5510 Sayılı yasanın getirdiği Genel Sağlık Sigortası uygulaması ile ülkemizde yaşayan tüm bireylerin ayrım yapılmaksızın sağlık hizmetine kolayca erişim güvencesi altına alındığı tüm kamuoyuna ilan edilmiştir. Buna rağmen maaşlarından sosyal güvenlik primi kesintisi yapılan kamu görevlilerinden, ilave olarak tedavi katılım payı alınmasının, bu oranın farklı sağlık hizmeti sunucusuna başvuru halinde arttırılmasının hukuken bir izahı bulunmamaktadır. Diğer yandan yıldan yıla maaşlarında cüzi artış olan kamu görevlilerinin, aile fertlerinden her birinin tedavilerinden katılım payı alındığı düşünüldüğünde, iptali istenen tebliğ hükmü ile bu miktarın daha da artacağı açıktır. Vatandaşın daha kaliteli bulduğu sağlık hizmetinden yararlanması mağduriyet yaşmamasını amaçlamaktan uzak olan iptali istenen tebliğ anayasanın başlangıç hükümlerinde ve 5 nci maddesinde devlete yüklenen ödev ve sorumluluklarla örtüşmemektedir.
YÜRÜTMEYİ DURDURMA TALEBİMİZİN AÇIKLANMASI
Dava konusu tebliğ açıkça hukuk aykırıdır. Müvekkil Konfederasyon; ülke genelinde çalışan yüz binlerce kamu görevlisinin bağlı olduğu bir kuruluştur. Müvekkil Konfederasyonun yüz binlerce üyesi bu işlemden zarar görmekte ve halen zarar görmeye devam etmektedir. Kanaatimizce; yasanın aramış olduğu iki koşul birlikte gerçekleşmiştir. Yüksek mahkemenizin bu konuda vereceği karar oluşan hukuksal sıkıntıyı ortadan kaldıracaktır.

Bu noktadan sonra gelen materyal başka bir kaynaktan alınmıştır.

//! SQLite workflow repository implementation.
//!
//! Implements `WorkflowRepository` from `hookgate-core` using sqlx with split
//! read/write pools. Workflow definitions are stored as JSON blobs next to the
//! columns used for lookups (`webhook_id`, `is_active`). Executions keep their
//! payload and outcome as JSON text.

use chrono::{DateTime, Utc};
use hookgate_core::repository::WorkflowRepository;
use hookgate_types::error::RepositoryError;
use hookgate_types::workflow::{
    ExecutionOutcome, ExecutionStatus, TriggerType, WorkflowDefinition, WorkflowExecution,
};
use sqlx::Row;
use uuid::Uuid;

use super::pool::DatabasePool;

/// SQLite-backed implementation of `WorkflowRepository`.
pub struct SqliteWorkflowRepository {
    pool: DatabasePool,
}

impl SqliteWorkflowRepository {
    /// Create a new repository backed by the given database pool.
    pub fn new(pool: DatabasePool) -> Self {
        Self { pool }
    }
}

// ---------------------------------------------------------------------------
// Internal row types
// ---------------------------------------------------------------------------

struct WorkflowDefRow {
    definition: String,
}

impl WorkflowDefRow {
    fn from_row(row: &sqlx::sqlite::SqliteRow) -> Result<Self, sqlx::Error> {
        Ok(Self {
            definition: row.try_get("definition")?,
        })
    }

    fn into_definition(self) -> Result<WorkflowDefinition, RepositoryError> {
        serde_json::from_str(&self.definition)
            .map_err(|e| RepositoryError::Query(format!("invalid workflow definition JSON: {e}")))
    }
}

struct ExecutionRow {
    id: String,
    workflow_id: String,
    workflow_name: String,
    status: String,
    trigger_type: String,
    payload: String,
    outcome: Option<String>,
    error: Option<String>,
    started_at: String,
    completed_at: Option<String>,
    duration_ms: Option<i64>,
}

impl ExecutionRow {
    fn from_row(row: &sqlx::sqlite::SqliteRow) -> Result<Self, sqlx::Error> {
        Ok(Self {
            id: row.try_get("id")?,
            workflow_id: row.try_get("workflow_id")?,
            workflow_name: row.try_get("workflow_name")?,
            status: row.try_get("status")?,
            trigger_type: row.try_get("trigger_type")?,
            payload: row.try_get("payload")?,
            outcome: row.try_get("outcome")?,
            error: row.try_get("error")?,
            started_at: row.try_get("started_at")?,
            completed_at: row.try_get("completed_at")?,
            duration_ms: row.try_get("duration_ms")?,
        })
    }

    fn into_execution(self) -> Result<WorkflowExecution, RepositoryError> {
        let status: ExecutionStatus = self.status.parse().map_err(RepositoryError::Query)?;
        let trigger_type: TriggerType = self.trigger_type.parse().map_err(RepositoryError::Query)?;

        let payload: serde_json::Value = serde_json::from_str(&self.payload)
            .map_err(|e| RepositoryError::Query(format!("invalid payload JSON: {e}")))?;

        let outcome = self
            .outcome
            .as_deref()
            .map(|s| {
                serde_json::from_str::<ExecutionOutcome>(s)
                    .map_err(|e| RepositoryError::Query(format!("invalid outcome JSON: {e}")))
            })
            .transpose()?;

        Ok(WorkflowExecution {
            id: parse_uuid(&self.id)?,
            workflow_id: parse_uuid(&self.workflow_id)?,
            workflow_name: self.workflow_name,
            status,
            trigger_type,
            payload,
            outcome,
            error: self.error,
            started_at: parse_datetime(&self.started_at)?,
            completed_at: self
                .completed_at
                .as_deref()
                .map(parse_datetime)
                .transpose()?,
            duration_ms: self.duration_ms.map(|ms| ms.max(0) as u64),
        })
    }
}

// ---------------------------------------------------------------------------
// Helpers
// ---------------------------------------------------------------------------

fn parse_uuid(s: &str) -> Result<Uuid, RepositoryError> {
    s.parse::<Uuid>()
        .map_err(|e| RepositoryError::Query(format!("invalid UUID: {e}")))
}

fn parse_datetime(s: &str) -> Result<DateTime<Utc>, RepositoryError> {
    DateTime::parse_from_rfc3339(s)
        .map(|dt| dt.with_timezone(&Utc))
        .map_err(|e| RepositoryError::Query(format!("invalid datetime: {e}")))
}

fn format_datetime(dt: &DateTime<Utc>) -> String {
    dt.to_rfc3339()
}

fn to_json<T: serde::Serialize + ?Sized>(value: &T) -> Result<String, RepositoryError> {
    serde_json::to_string(value).map_err(|e| RepositoryError::Query(format!("serialize: {e}")))
}

const EXECUTION_COLUMNS: &str = "id, workflow_id, workflow_name, status, trigger_type, payload, \
     outcome, error, started_at, completed_at, duration_ms";

// ---------------------------------------------------------------------------
// WorkflowRepository impl
// ---------------------------------------------------------------------------

impl WorkflowRepository for SqliteWorkflowRepository {
    async fn save_workflow(&self, def: &WorkflowDefinition) -> Result<(), RepositoryError> {
        let definition_json = to_json(def)?;

        sqlx::query(
            r#"INSERT INTO workflows (id, name, webhook_id, is_active, definition, created_at, updated_at)
               VALUES (?, ?, ?, ?, ?, ?, ?)
               ON CONFLICT(id) DO UPDATE SET
                 name = excluded.name,
                 webhook_id = excluded.webhook_id,
                 is_active = excluded.is_active,
                 definition = excluded.definition,
                 updated_at = excluded.updated_at"#,
        )
        .bind(def.id.to_string())
        .bind(&def.name)
        .bind(def.webhook_id())
        .bind(def.is_active)
        .bind(&definition_json)
        .bind(format_datetime(&def.created_at))
        .bind(format_datetime(&def.updated_at))
        .execute(&self.pool.writer)
        .await
        .map_err(|e| match e {
            sqlx::Error::Database(db) if db.is_unique_violation() => RepositoryError::Conflict(
                format!(
                    "webhook id '{}' is already bound to another workflow",
                    def.webhook_id().unwrap_or_default()
                ),
            ),
            other => RepositoryError::Query(other.to_string()),
        })?;

        Ok(())
    }

    async fn get_workflow(&self, id: &Uuid) -> Result<Option<WorkflowDefinition>, RepositoryError> {
        let row = sqlx::query("SELECT definition FROM workflows WHERE id = ?")
            .bind(id.to_string())
            .fetch_optional(&self.pool.reader)
            .await
            .map_err(|e| RepositoryError::Query(e.to_string()))?;

        match row {
            Some(row) => {
                let r = WorkflowDefRow::from_row(&row)
                    .map_err(|e| RepositoryError::Query(e.to_string()))?;
                Ok(Some(r.into_definition()?))
            }
            None => Ok(None),
        }
    }

    async fn find_by_webhook(
        &self,
        webhook_id: &str,
    ) -> Result<Option<WorkflowDefinition>, RepositoryError> {
        let row = sqlx::query("SELECT definition FROM workflows WHERE webhook_id = ?")
            .bind(webhook_id)
            .fetch_optional(&self.pool.reader)
            .await
            .map_err(|e| RepositoryError::Query(e.to_string()))?;

        match row {
            Some(row) => {
                let r = WorkflowDefRow::from_row(&row)
                    .map_err(|e| RepositoryError::Query(e.to_string()))?;
                Ok(Some(r.into_definition()?))
            }
            None => Ok(None),
        }
    }

    async fn list_workflows(&self) -> Result<Vec<WorkflowDefinition>, RepositoryError> {
        let rows = sqlx::query("SELECT definition FROM workflows ORDER BY name ASC")
            .fetch_all(&self.pool.reader)
            .await
            .map_err(|e| RepositoryError::Query(e.to_string()))?;

        let mut defs = Vec::with_capacity(rows.len());
        for row in &rows {
            let r = WorkflowDefRow::from_row(row)
                .map_err(|e| RepositoryError::Query(e.to_string()))?;
            defs.push(r.into_definition()?);
        }
        Ok(defs)
    }

    async fn delete_workflow(&self, id: &Uuid) -> Result<bool, RepositoryError> {
        let result = sqlx::query("DELETE FROM workflows WHERE id = ?")
            .bind(id.to_string())
            .execute(&self.pool.writer)
            .await
            .map_err(|e| RepositoryError::Query(e.to_string()))?;

        Ok(result.rows_affected() > 0)
    }

    async fn create_execution(&self, execution: &WorkflowExecution) -> Result<(), RepositoryError> {
        let outcome = execution.outcome.as_ref().map(to_json).transpose()?;

        sqlx::query(
            r#"INSERT INTO workflow_executions
               (id, workflow_id, workflow_name, status, trigger_type, payload,
                outcome, error, started_at, completed_at, duration_ms)
               VALUES (?, ?, ?, ?, ?, ?, ?, ?, ?, ?, ?)"#,
        )
        .bind(execution.id.to_string())
        .bind(execution.workflow_id.to_string())
        .bind(&execution.workflow_name)
        .bind(execution.status.as_str())
        .bind(execution.trigger_type.as_str())
        .bind(to_json(&execution.payload)?)
        .bind(&outcome)
        .bind(&execution.error)
        .bind(format_datetime(&execution.started_at))
        .bind(execution.completed_at.as_ref().map(format_datetime))
        .bind(execution.duration_ms.map(|ms| ms as i64))
        .execute(&self.pool.writer)
        .await
        .map_err(|e| RepositoryError::Query(e.to_string()))?;

        Ok(())
    }

    async fn update_execution(&self, execution: &WorkflowExecution) -> Result<(), RepositoryError> {
        let outcome = execution.outcome.as_ref().map(to_json).transpose()?;

        let result = sqlx::query(
            r#"UPDATE workflow_executions
               SET status = ?, outcome = ?, error = ?, completed_at = ?, duration_ms = ?
               WHERE id = ?"#,
        )
        .bind(execution.status.as_str())
        .bind(&outcome)
        .bind(&execution.error)
        .bind(execution.completed_at.as_ref().map(format_datetime))
        .bind(execution.duration_ms.map(|ms| ms as i64))
        .bind(execution.id.to_string())
        .execute(&self.pool.writer)
        .await
        .map_err(|e| RepositoryError::Query(e.to_string()))?;

        if result.rows_affected() == 0 {
            return Err(RepositoryError::NotFound);
        }
        Ok(())
    }

    async fn get_execution(&self, id: &Uuid) -> Result<Option<WorkflowExecution>, RepositoryError> {
        let row = sqlx::query(&format!(
            "SELECT {EXECUTION_COLUMNS} FROM workflow_executions WHERE id = ?"
        ))
        .bind(id.to_string())
        .fetch_optional(&self.pool.reader)
        .await
        .map_err(|e| RepositoryError::Query(e.to_string()))?;

        match row {
            Some(row) => {
                let r = ExecutionRow::from_row(&row)
                    .map_err(|e| RepositoryError::Query(e.to_string()))?;
                Ok(Some(r.into_execution()?))
            }
            None => Ok(None),
        }
    }

    async fn list_executions(
        &self,
        workflow_id: &Uuid,
        limit: u32,
    ) -> Result<Vec<WorkflowExecution>, RepositoryError> {
        let rows = sqlx::query(&format!(
            "SELECT {EXECUTION_COLUMNS} FROM workflow_executions \
             WHERE workflow_id = ? ORDER BY started_at DESC, id DESC LIMIT ?"
        ))
        .bind(workflow_id.to_string())
        .bind(limit as i64)
        .fetch_all(&self.pool.reader)
        .await
        .map_err(|e| RepositoryError::Query(e.to_string()))?;

        let mut executions = Vec::with_capacity(rows.len());
        for row in &rows {
            let r = ExecutionRow::from_row(row)
                .map_err(|e| RepositoryError::Query(e.to_string()))?;
            executions.push(r.into_execution()?);
        }
        Ok(executions)
    }
}

// ---------------------------------------------------------------------------
// Tests
// ---------------------------------------------------------------------------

HUKUKSAL NEDENLER: İYUK, 657 sayılı yasa Devlet Memurları Kanunu, diğer yasal mevzuat
SONUÇ VE İSTEM : Yukarıda açıklanan ve mahkemenizce de re’sen göz önüne alınacak sebeplerle, 05.11.2011 tarihli Resmi Gazetede yayımlanarak yürürlüğe giren, Sosyal Güvenlik Kurumu Sağlık Uygulama Tebliğinde Değişiklik Yapılmasına Dair Tebliğ’in 1. maddesinin b bendinin öncelikli olarak yürütmesinin durdurulması ve bilahare iptaline, yargılama giderleri ile avukatlık vekâlet ücretinin davalı kurum üzerinde bırakılmasına karar verilmesini vekâleten dilerim.